Syllabus for LDR-422
LEADERSHIP IN A GLOBAL ENVIRONMENT
Leadership in a Global Environment focuses on major areas of international business and the environment within which business transactions take place. The main topics include current and developing paradigms for managing and leading in a global environment. This course also prepares students for leadership capacities and responsibilities for global management opportunities.
- Globalization Defined and Examined
- Impact of Globalization in Business
- Intersection of Globalization and Leading in the Global Environment
- Motivations toward the International Context and Strategies
- Impact of International Business on World Economic Implications
- Developing a Strategy
- Best Practices
- Organizational Analysis and Strategy Implications; Implementing Human Resources and Operational Strategies
- Implications of Best Practices for Competing in the Global Marketplace and Specific Foreign Markets
- Leading Globally
- Cross Border Collaboration, Ethnicity, and Future of Global Environment
- Boundaryless Strategies
In addition to the traditional characteristics of effective leaders such as business/technical acumen, leadership intelligence and execution competence, leaders in today’s global business environment must:
- think globally,
- acknowledge cultural diversity,
- handle shared leadership roles,
- build partnerships and alliances
- manage difficult issues unique to global business
After completing this course, you should be able to:
- Embrace cultural diversity and analyze the distinctions between countries.
- Assess the implications of economic, social, political, and environmental aspects of development at the policy making level.
- Interpret the necessities, economies, and policies of global trade and investment when considering globalizing the organization.
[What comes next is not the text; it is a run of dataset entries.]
use serde::{Deserialize, Serialize};

/// Color scheme of the application.
#[derive(Debug, Clone, Copy, Serialize, Deserialize, PartialEq, Eq)]
#[serde(rename_all = "lowercase")]
pub enum ThemeMode {
    Light,
    Dark,
}

impl ThemeMode {
    /// Value stored under the `theme` preference key.
    pub fn as_str(&self) -> &'static str {
        match self {
            ThemeMode::Light => "light",
            ThemeMode::Dark => "dark",
        }
    }

    /// Parses a stored preference. Anything other than `"dark"` is light.
    pub fn from_stored(value: &str) -> Self {
        if value == "dark" {
            ThemeMode::Dark
        } else {
            ThemeMode::Light
        }
    }

    pub fn toggled(self) -> Self {
        match self {
            ThemeMode::Light => ThemeMode::Dark,
            ThemeMode::Dark => ThemeMode::Light,
        }
    }
}

/// Named colors for one theme.
#[derive(Debug, Clone, Copy, Serialize, PartialEq, Eq)]
pub struct Palette {
    pub primary: &'static str,
    pub secondary: &'static str,
    pub background: &'static str,
    pub surface: &'static str,
    pub text: &'static str,
    pub text_secondary: &'static str,
    pub accent: &'static str,
    pub border: &'static str,
    pub success: &'static str,
    pub error: &'static str,
}

/// Selected top-level screen of the application shell.
#[derive(Debug, Clone, Copy, Serialize, Deserialize, PartialEq, Eq, Default)]
pub enum Tab {
    #[default]
    Calc,
    Convert,
    Tip,
    History,
}

impl Tab {
    pub fn parse(name: &str) -> Option<Self> {
        match name {
            "Calc" => Some(Tab::Calc),
            "Convert" => Some(Tab::Convert),
            "Tip" => Some(Tab::Tip),
            "History" => Some(Tab::History),
            _ => None,
        }
    }
}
- Differentiate between the various strategies that businesses can design to compete in the global marketplace and enter specific foreign markets.
- Evaluate the role played by marketing, operations, and human resource management within an international business.
- Compile and synthesize which theory(ies) of leadership and leadership roles that apply to this ever changing environment.
You will need the following materials to do the work of the course. The required textbook is available from the University's textbook supplier, MBS Direct, available at: http://bookstore.mbsdirect.net/tesu.htm.
- Bartlett, Christopher, and Beamish, Paul (2011). Transnational management: Text, cases, and readings in cross border management (6th ed.). McGraw-Hill Irwin Publishers.
- Martin, J. & Chaney, L. (2012). Global business etiquette: A guide to international communication and customs (2nd ed.). Santa Barbara, CA: Praeger.
Leadership in a Global Environment is a three-credit online course, consisting of four modules. Modules include an overview, learning objectives, study materials, and activities. Module titles are listed below.
- Module 1: Overview of Global Environment
- Module 2: Strategic Imperatives of Global and Transnational Management
- Module 3: Organizational Challenge
- Module 4: Managerial and Leadership Implications
For your formal work in the course, you are required to participate in online discussion forums, complete written assignments, and complete case studies. See below for more details.
Consult the Course Calendar for assignment due dates.
In addition to an ungraded "Introductions" forum in Module 1, Leadership in a Global Environment requires you to participate in eight graded discussion forums based on information from the textbook and journal articles.
Communication with the mentor and among fellow students is a critical component of online learning. Participation in online discussions involves two distinct activities: an initial response to a posted question (discussion thread) and subsequent comments on classmates' responses.
You will be evaluated both on the quality of your responses (i.e., your understanding of readings, concepts, and practices as demonstrated by well-articulated, critical thinking) and quantity of your participation (i.e., the number of times you participate meaningfully in the assigned forums). Responses and comments should be properly proofread and edited, professional, and respectful.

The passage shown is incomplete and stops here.